The letter states that the words and actions of University officials regarding Salaita’s case have done “genuine damage” to the University, specifically on the Urbana campus. The authors of the letter note while the program in American Indian Studies, in which Salaita was offered a tenured position, has evidently suffered the most, other University units have been and will continue to be affected.

In an interview with The Dailiy Illini, Salaita said he read the letter and called it a “really impressive feat.” Although he and Sanders have yet to meet, he shared his thoughts with Sanders via email Wednesday afternoon.

“My initial reaction was that I’m very glad to see that the unit heads and the other administrators are concerned with the way that faculty governance and academic freedom are going to function on campus both in the near and long-term future,” Salaita said.

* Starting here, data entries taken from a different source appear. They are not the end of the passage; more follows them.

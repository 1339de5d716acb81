//! Stock level URL for the products shown by a fragment.

use url::Url;

use crate::domain::products::ProductRecord;

/// Query parameter carrying the product codes.
pub const STOCK_CODE_PARAM: &str = "s_prodcode[]";

#[derive(Debug, Clone)]
pub struct StockUrlBuilder {
    base: Url,
}

impl StockUrlBuilder {
    pub fn new(base: Url) -> Self {
        Self { base }
    }

    /// URL listing every product code once, sorted.
    pub fn build<'a, I>(&self, products: I) -> Url
    where
        I: IntoIterator<Item = &'a ProductRecord>,
    {
        let mut codes: Vec<&str> = products.into_iter().map(|product| product.code.as_str()).collect();
        codes.sort_unstable();
        codes.dedup();

        let mut url = self.base.clone();
        {
            let mut query = url.query_pairs_mut();
            for code in codes {
                query.append_pair(STOCK_CODE_PARAM, code);
            }
        }
        url
    }
}
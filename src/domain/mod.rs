//! Domain layer types and invariants.

pub mod error;
pub mod products;
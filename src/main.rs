use std::{collections::BTreeMap, io::Write, process, sync::Arc, time::Duration};

use catalog_fragments::{
    application::error::AppError,
    cache::Section,
    config::{self, RenderArgs, Settings},
    infra::{error::InfraError, http, runtime::FragmentRuntime, telemetry},
};
use tokio::sync::Notify;
use tracing::{Dispatch, Level, dispatcher, error, info, warn};
use tracing_subscriber::fmt as tracing_fmt;

#[tokio::main]
async fn main() {
    if let Err(error) = run().await {
        report_application_error(&error);
        process::exit(1);
    }
}

fn report_application_error(error: &AppError) {
    if dispatcher::has_been_set() {
        error!(error = %error, "application error");
        return;
    }

    let subscriber = tracing_fmt().with_max_level(Level::ERROR).finish();
    let dispatch = Dispatch::new(subscriber);
    dispatcher::with_default(&dispatch, || {
        error!(error = %error, "application error");
    });
}

async fn run() -> Result<(), AppError> {
    let (cli_args, settings) = config::load_with_cli()?;

    let command = cli_args
        .command
        .unwrap_or(config::Command::Serve(config::ServeArgs::default()));

    telemetry::init(&settings.logging).map_err(AppError::from)?;

    match command {
        config::Command::Serve(_) => run_serve(settings).await,
        config::Command::Render(args) => run_render(settings, args).await,
    }
}

async fn run_serve(settings: Settings) -> Result<(), AppError> {
    let runtime = FragmentRuntime::from_settings(&settings).await?;
    let router = http::build_router(runtime.http_state());

    let listener = tokio::net::TcpListener::bind(settings.server.addr)
        .await
        .map_err(|err| AppError::from(InfraError::from(err)))?;
    info!(addr = %settings.server.addr, "serving catalog fragments");

    let shutdown = Arc::new(Notify::new());
    let server = axum::serve(listener, router.into_make_service()).with_graceful_shutdown({
        let shutdown = shutdown.clone();
        async move { shutdown.notified().await }
    });
    let mut server = tokio::spawn(server.into_future());

    tokio::select! {
        joined = &mut server => return finish_server(joined),
        signal = tokio::signal::ctrl_c() => {
            signal.map_err(|err| AppError::from(InfraError::from(err)))?;
        }
    }

    info!(
        grace_secs = settings.server.graceful_shutdown.as_secs(),
        "shutdown requested, draining connections"
    );
    shutdown.notify_one();
    drain(server, settings.server.graceful_shutdown).await
}

async fn drain(
    server: tokio::task::JoinHandle<std::io::Result<()>>,
    grace: Duration,
) -> Result<(), AppError> {
    match tokio::time::timeout(grace, server).await {
        Ok(joined) => finish_server(joined),
        Err(_) => {
            warn!("graceful shutdown timed out, closing remaining connections");
            Ok(())
        }
    }
}

fn finish_server(
    joined: Result<std::io::Result<()>, tokio::task::JoinError>,
) -> Result<(), AppError> {
    match joined {
        Ok(Ok(())) => Ok(()),
        Ok(Err(err)) => Err(AppError::unexpected(format!("server error: {err}"))),
        Err(err) => Err(AppError::unexpected(format!("server task failed: {err}"))),
    }
}

async fn run_render(settings: Settings, args: RenderArgs) -> Result<(), AppError> {
    let runtime = FragmentRuntime::from_settings(&settings).await?;
    let params: BTreeMap<String, String> = args.params.into_iter().collect();
    let mut scope = runtime.scope(args.uid, params);

    runtime.widget.process(&mut scope).await;
    let outcome = match args.section {
        Section::Body => runtime.widget.body(&mut scope).await,
        Section::Header => runtime.widget.header(&mut scope).await,
    };
    info!(section = %args.section, outcome = outcome.label(), "fragment rendered");

    let mut stdout = std::io::stdout().lock();
    stdout
        .write_all(outcome.content().as_bytes())
        .and_then(|()| stdout.write_all(b"\n"))
        .map_err(|err| AppError::from(InfraError::from(err)))
}
use std::collections::BTreeMap;

use axum::{
    extract::{Path, Query, State},
    http::{HeaderValue, StatusCode},
    response::{Html, IntoResponse, Response},
};

use crate::{application::error::HttpError, cache::Section};

use super::{FRAGMENT_CACHE_HEADER, HttpState};

/// Query parameter naming the widget instance; every other parameter is
/// part of the fragment key.
const UID_PARAM: &str = "uid";

pub(super) async fn render_section(
    State(state): State<HttpState>,
    Path(section): Path<String>,
    Query(mut params): Query<BTreeMap<String, String>>,
) -> Result<Response, HttpError> {
    const SOURCE: &str = "infra::http::fragments::render_section";

    let section: Section = section.parse().map_err(|err| {
        HttpError::from_error(SOURCE, StatusCode::NOT_FOUND, "Unknown fragment section", &err)
    })?;

    let uid = params.remove(UID_PARAM).unwrap_or_default();
    let runtime = &state.runtime;
    let mut scope = runtime.scope(uid, params);

    runtime.widget.process(&mut scope).await;
    let outcome = match section {
        Section::Body => runtime.widget.body(&mut scope).await,
        Section::Header => runtime.widget.header(&mut scope).await,
    };

    let label = outcome.label();
    let mut response = Html(outcome.into_content()).into_response();
    response
        .headers_mut()
        .insert(FRAGMENT_CACHE_HEADER, HeaderValue::from_static(label));
    Ok(response)
}
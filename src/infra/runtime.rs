//! Wiring of the widget, its ports and the invalidation pipeline.

use std::collections::BTreeMap;
use std::sync::Arc;

use tracing::info;
use uuid::Uuid;

use crate::application::catalog_product::{
    CatalogProductWidget, ProductListConfig, RequestScope, WidgetPorts,
};
use crate::application::i18n::{Translator, Untranslated};
use crate::application::search::ProductSearch;
use crate::application::widgets::WidgetRegistry;
use crate::cache::{
    CacheConfig, CacheTrigger, EventQueue, FragmentStore, InvalidationConsumer,
    MemoryFragmentStore,
};
use crate::config::Settings;
use crate::presentation::views::AskamaRenderer;

use super::catalog_file::JsonCatalog;
use super::error::InfraError;
use super::http::HttpState;
use super::translations::TomlTranslations;

/// Everything a request needs, shared across handlers.
#[derive(Clone)]
pub struct FragmentRuntime {
    pub widget: Arc<CatalogProductWidget>,
    pub trigger: Arc<CacheTrigger>,
    pub store: Arc<MemoryFragmentStore>,
    pub locale: String,
}

impl FragmentRuntime {
    /// Load the catalog and translations named by `settings` and wire them up.
    pub async fn from_settings(settings: &Settings) -> Result<Self, InfraError> {
        let catalog = JsonCatalog::load(&settings.source.catalog_file).await?;

        let translator: Arc<dyn Translator> = match settings.i18n.translations.as_deref() {
            Some(path) => Arc::new(TomlTranslations::load(path).await?),
            None => Arc::new(Untranslated),
        };

        Ok(Self::assemble(
            settings,
            Arc::new(catalog),
            translator,
            WidgetRegistry::new(),
        ))
    }

    pub fn assemble(
        settings: &Settings,
        search: Arc<dyn ProductSearch>,
        translator: Arc<dyn Translator>,
        widgets: WidgetRegistry,
    ) -> Self {
        let cache = CacheConfig::from(&settings.cache);
        let config = ProductListConfig::from(&settings.catalog);
        Self::with_config(config, cache, &settings.i18n.locale, search, translator, widgets)
    }

    pub fn with_config(
        config: ProductListConfig,
        cache: CacheConfig,
        locale: &str,
        search: Arc<dyn ProductSearch>,
        translator: Arc<dyn Translator>,
        widgets: WidgetRegistry,
    ) -> Self {
        let store = Arc::new(MemoryFragmentStore::new(&cache));
        let shared_store: Arc<dyn FragmentStore> = store.clone();

        let queue = Arc::new(EventQueue::new_with_limit(cache.event_queue_limit_non_zero()));
        let consumer = Arc::new(InvalidationConsumer::new(
            cache.clone(),
            queue.clone(),
            shared_store.clone(),
        ));
        let trigger = Arc::new(CacheTrigger::new(cache.clone(), queue, consumer));

        info!(
            codes = config.codes.len(),
            cache_enabled = cache.enabled,
            capacity = cache.capacity,
            tag_all = cache.tag_all,
            "catalog product widget ready"
        );

        let widget = CatalogProductWidget::new(
            config,
            &cache,
            WidgetPorts {
                search,
                store: shared_store,
                renderer: Arc::new(AskamaRenderer),
                translator,
                widgets,
            },
        );

        Self {
            widget: Arc::new(widget),
            trigger,
            store,
            locale: locale.to_string(),
        }
    }

    /// Fresh request scope with its own CSRF token.
    pub fn scope(&self, uid: impl Into<String>, params: BTreeMap<String, String>) -> RequestScope {
        RequestScope::new(
            uid,
            self.locale.as_str(),
            Uuid::new_v4().simple().to_string(),
            params,
        )
    }

    pub fn http_state(&self) -> HttpState {
        HttpState {
            runtime: self.clone(),
        }
    }
}
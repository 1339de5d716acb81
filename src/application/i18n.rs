//! Translation port used for visitor-facing messages.

/// Looks up `message` in a translation catalog for `locale`.
///
/// Implementations fall back to the message itself when no translation
/// exists.
pub trait Translator: Send + Sync {
    fn translate(&self, locale: &str, catalog: &str, message: &str) -> String;
}

/// Translator that returns every message unchanged.
#[derive(Debug, Clone, Copy, Default)]
pub struct Untranslated;

impl Translator for Untranslated {
    fn translate(&self, _locale: &str, _catalog: &str, message: &str) -> String {
        message.to_string()
    }
}
//! Infrastructure adapters and runtime bootstrap.

pub mod catalog_file;
pub mod error;
pub mod http;
pub mod runtime;
pub mod telemetry;
pub mod translations;
const DEFAULT_CONFIG_BASENAME: &str = "config/default";
const LOCAL_CONFIG_BASENAME: &str = "catalog-fragments";
const ENV_PREFIX: &str = "CATALOG_FRAGMENTS";
const DEFAULT_HOST: &str = "127.0.0.1";
const DEFAULT_PORT: u16 = 3000;
const DEFAULT_GRACEFUL_SHUTDOWN_SECS: u64 = 30;
const DEFAULT_CACHE_CAPACITY: usize = 500;
const DEFAULT_CATALOG_DOMAINS: [&str; 3] = ["media", "price", "text"];
const DEFAULT_STOCK_URL: &str = "http://127.0.0.1:3000/catalog/stock";
const DEFAULT_LOCALE: &str = "en";
const DEFAULT_CATALOG_FILE: &str = "catalog.json";

/// Command-line arguments for the catalog fragment binary.
#[derive(Debug, Parser)]
#[command(
    name = "catalog-fragments",
    version,
    about = "Cached catalog product list fragments"
)]
pub struct CliArgs {
    /// Optional path to a configuration file.
    #[arg(
        long = "config-file",
        env = "CATALOG_FRAGMENTS_CONFIG_FILE",
        value_name = "PATH",
        global = true
    )]
    pub config_file: Option<PathBuf>,

    #[command(subcommand)]
    pub command: Option<Command>,
}

#[derive(Debug, Subcommand, Clone)]
pub enum Command {
    /// Serve the fragments over HTTP.
    Serve(ServeArgs),
    /// Render one fragment to stdout.
    Render(RenderArgs),
}

/// Overrides shared by every command.
#[derive(Debug, Args, Default, Clone)]
pub struct RuntimeOverrides {
    /// Override the base log level (trace|debug|info|warn|error).
    #[arg(long = "log-level", value_name = "LEVEL")]
    pub log_level: Option<String>,

    /// Toggle JSON logging.
    #[arg(
        long = "log-json",
        value_name = "BOOL",
        value_parser = BoolishValueParser::new()
    )]
    pub log_json: Option<bool>,

    /// Override the JSON product catalog file.
    #[arg(long = "catalog-file", value_name = "PATH")]
    pub catalog_file: Option<PathBuf>,

    /// Replace the configured product codes; repeat to list several.
    #[arg(long = "product-code", value_name = "CODE")]
    pub product_codes: Vec<String>,

    /// Render without the fragment cache.
    #[arg(long = "no-cache", action = clap::ArgAction::SetTrue)]
    pub no_cache: bool,

    /// Override the locale used for error messages.
    #[arg(long = "locale", value_name = "LOCALE")]
    pub locale: Option<String>,
}

#[derive(Debug, Args, Default, Clone)]
pub struct ServeArgs {
    #[command(flatten)]
    pub overrides: RuntimeOverrides,

    /// Override the listener host.
    #[arg(long = "server-host", value_name = "HOST")]
    pub server_host: Option<String>,

    /// Override the listener port.
    #[arg(long = "server-port", value_name = "PORT")]
    pub server_port: Option<u16>,
}

#[derive(Debug, Args, Clone)]
pub struct RenderArgs {
    #[command(flatten)]
    pub overrides: RuntimeOverrides,

    /// Fragment section to render (body|header).
    #[arg(long, value_name = "SECTION", default_value = "body")]
    pub section: Section,

    /// Widget instance identifier.
    #[arg(long, value_name = "UID", default_value = "")]
    pub uid: String,

    /// Extra request parameter as KEY=VALUE; repeatable.
    #[arg(long = "param", value_name = "KEY=VALUE", value_parser = parse_param)]
    pub params: Vec<(String, String)>,
}

fn parse_param(value: &str) -> Result<(String, String), String> {
    let (key, val) = value
        .split_once('=')
        .ok_or_else(|| format!("expected KEY=VALUE, got `{value}`"))?;
    if key.is_empty() {
        return Err(format!("parameter name must not be empty in `{value}`"));
    }
    Ok((key.to_string(), val.to_string()))
}

/// Fully-resolved settings after precedence resolution and validation.
#[derive(Debug, Clone)]
pub struct Settings {
    pub server: ServerSettings,
    pub logging: LoggingSettings,
    pub cache: CacheSettings,
    pub catalog: CatalogSettings,
    pub i18n: I18nSettings,
    pub source: SourceSettings,
}

#[derive(Debug, Clone)]
pub struct ServerSettings {
    pub addr: SocketAddr,
    pub graceful_shutdown: Duration,
}

#[derive(Debug, Clone)]
pub struct LoggingSettings {
    pub level: LevelFilter,
    pub format: LogFormat,
}

#[derive(Debug, Clone, Copy)]
pub enum LogFormat {
    Json,
    Compact,
}

#[derive(Debug, Clone)]
pub struct CacheSettings {
    pub enabled: bool,
    pub capacity: usize,
    pub tag_all: bool,
}

#[derive(Debug, Clone)]
pub struct CatalogSettings {
    /// Data domains loaded for every catalog widget.
    pub domains: Vec<String>,
    pub stock_url: Url,
    pub product: ProductSettings,
}

#[derive(Debug, Clone)]
pub struct ProductSettings {
    /// Replaces `catalog.domains` for the product list when set.
    pub domains: Option<Vec<String>>,
    pub codes: Vec<String>,
    pub stock_enabled: bool,
    pub basket_add: bool,
    pub subparts: Vec<String>,
    pub template_body: String,
    pub template_header: String,
}

#[derive(Debug, Clone)]
pub struct I18nSettings {
    pub locale: String,
    pub translations: Option<PathBuf>,
}

#[derive(Debug, Clone)]
pub struct SourceSettings {
    pub catalog_file: PathBuf,
}

#[derive(Debug, Error)]
pub enum LoadError {
    #[error("failed to build configuration: {0}")]
    Build(#[from] config::ConfigError),
    #[error("invalid configuration for `{key}`: {reason}")]
    Invalid { key: &'static str, reason: String },
}

impl LoadError {
    fn invalid(key: &'static str, reason: impl Into<String>) -> Self {
        Self::Invalid {
            key,
            reason: reason.into(),
        }
    }
}

/// Load settings using the configured precedence (file → environment → CLI).
pub fn load(cli: &CliArgs) -> Result<Settings, LoadError> {
    let mut builder = Config::builder()
        .add_source(File::with_name(DEFAULT_CONFIG_BASENAME).required(false))
        .add_source(File::with_name(LOCAL_CONFIG_BASENAME).required(false));

    if let Some(path) = cli.config_file.as_ref() {
        builder = builder.add_source(File::from(path.as_path()).required(true));
    }

    builder = builder.add_source(
        Environment::with_prefix(ENV_PREFIX)
            .separator("__")
            .list_separator(",")
            .with_list_parse_key("catalog.domains")
            .with_list_parse_key("catalog.product.domains")
            .with_list_parse_key("catalog.product.codes")
            .with_list_parse_key("catalog.product.subparts")
            .try_parsing(true),
    );

    let mut raw: RawSettings = builder.build()?.try_deserialize()?;

    match cli.command.as_ref() {
        Some(Command::Serve(args)) => raw.apply_serve_overrides(args),
        Some(Command::Render(args)) => raw.apply_runtime_overrides(&args.overrides),
        None => raw.apply_serve_overrides(&ServeArgs::default()),
    }

    Settings::from_raw(raw)
}

/// Parse the process arguments and load settings from them.
pub fn load_with_cli() -> Result<(CliArgs, Settings), LoadError> {
    let cli = CliArgs::parse();
    let settings = load(&cli)?;
    Ok((cli, settings))
}

#[derive(Debug, Clone, Deserialize, Default)]
#[serde(default)]
struct RawSettings {
    server: RawServerSettings,
    logging: RawLoggingSettings,
    cache: RawCacheSettings,
    catalog: RawCatalogSettings,
    i18n: RawI18nSettings,
    source: RawSourceSettings,
}

impl RawSettings {
    fn apply_serve_overrides(&mut self, args: &ServeArgs) {
        if let Some(host) = args.server_host.as_ref() {
            self.server.host = Some(host.clone());
        }
        if let Some(port) = args.server_port {
            self.server.port = Some(port);
        }

        self.apply_runtime_overrides(&args.overrides);
    }

    fn apply_runtime_overrides(&mut self, overrides: &RuntimeOverrides) {
        if let Some(level) = overrides.log_level.as_ref() {
            self.logging.level = Some(level.clone());
        }
        if let Some(json) = overrides.log_json {
            self.logging.json = Some(json);
        }
        if let Some(path) = overrides.catalog_file.as_ref() {
            self.source.catalog_file = Some(path.clone());
        }
        if !overrides.product_codes.is_empty() {
            self.catalog.product.codes = Some(overrides.product_codes.clone());
        }
        if overrides.no_cache {
            self.cache.enabled = Some(false);
        }
        if let Some(locale) = overrides.locale.as_ref() {
            self.i18n.locale = Some(locale.clone());
        }
    }
}

impl Settings {
    fn from_raw(raw: RawSettings) -> Result<Self, LoadError> {
        let RawSettings {
            server,
            logging,
            cache,
            catalog,
            i18n,
            source,
        } = raw;

        Ok(Self {
            server: build_server_settings(server)?,
            logging: build_logging_settings(logging)?,
            cache: build_cache_settings(cache)?,
            catalog: build_catalog_settings(catalog)?,
            i18n: build_i18n_settings(i18n)?,
            source: build_source_settings(source)?,
        })
    }
}

fn build_server_settings(server: RawServerSettings) -> Result<ServerSettings, LoadError> {
    let host = server.host.unwrap_or_else(|| DEFAULT_HOST.to_string());

    let port = server.port.unwrap_or(DEFAULT_PORT);
    if port == 0 {
        return Err(LoadError::invalid(
            "server.port",
            "port must be greater than zero",
        ));
    }

    let addr = parse_socket_addr(&host, port)
        .map_err(|reason| LoadError::invalid("server.addr", reason))?;

    let graceful_secs = server
        .graceful_shutdown_seconds
        .unwrap_or(DEFAULT_GRACEFUL_SHUTDOWN_SECS);
    if graceful_secs == 0 {
        return Err(LoadError::invalid(
            "server.graceful_shutdown_seconds",
            "must be greater than zero",
        ));
    }

    Ok(ServerSettings {
        addr,
        graceful_shutdown: Duration::from_secs(graceful_secs),
    })
}

fn build_logging_settings(logging: RawLoggingSettings) -> Result<LoggingSettings, LoadError> {
    let level = match logging.level {
        Some(level) => LevelFilter::from_str(level.as_str()).map_err(|err| {
            LoadError::invalid("logging.level", format!("failed to parse: {err}"))
        })?,
        None => LevelFilter::INFO,
    };

    let format = if logging.json.unwrap_or(false) {
        LogFormat::Json
    } else {
        LogFormat::Compact
    };

    Ok(LoggingSettings { level, format })
}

Sanders said he has not yet heard a response from Killeen.

In the letter, the authors reminded Killeen that at least seven external academic associations have issued statements and letters critical of the University and more than 5,000 academics nation and worldwide have boycotted the University to demonstrate their disapproval of how Salaita’s case was handled. Additionally, upward of 36 scheduled talks and conferences in a multitude of fields have been cancelled as a consequence of the University’s actions.

The letter continues, stating tenure and promotion cases may be affected as well as successful faculty searches. The authors attribute this to scholars lack of confidence in the University.

“We cannot hope to recruit excellent senior faculty to this campus, or to retain many of those already here, when they can no longer trust that this university will honor the principles of faculty decision-making, free speech, and freedom to conduct research,” the letter states.

In the letter, the authors expressed their fear that the University could be placed on the American Association of University Professor’s censure list, as Chancellor Phyllis Wise received a letter written on Aug. 29 from Dr. Anita Levy, associate secretary of the AAUP, warning the University’s standing is at risk. 

The letter stated it seems probable the AAUP’s committee on academic freedom will recommend the University is placed on the “Censure List.” This list is composed of educational establishments where “unsatisfactory conditions of academic freedom and tenure have been found to prevail.” 

In the letter to Killeen, the authors said the statements issued by Wise, President Easter and the Board of Trustees regarding Salaita’s employment were broad and concerning, asserting the statements are “directly at odds with the AAUP’s own declarations on academic freedom, to which the University of Illinois professes to subscribe.”

The letter also claimed that the decision to repeal Salaita’s offer of employment disregarded core principles of shared governance and University policies regarding hiring, promotion and tenure. 

The authors concluded the letter by stating they believe in the University of Illinois’ mission, the integrity of its faculty and the principles of free academic speech as well as in shared governance.

“As the next president of the University of Illinois,” the letter tells Killeen, “it is imperative that you do everything possible to ensure UIUC’s reputation and good standing among major research universities.”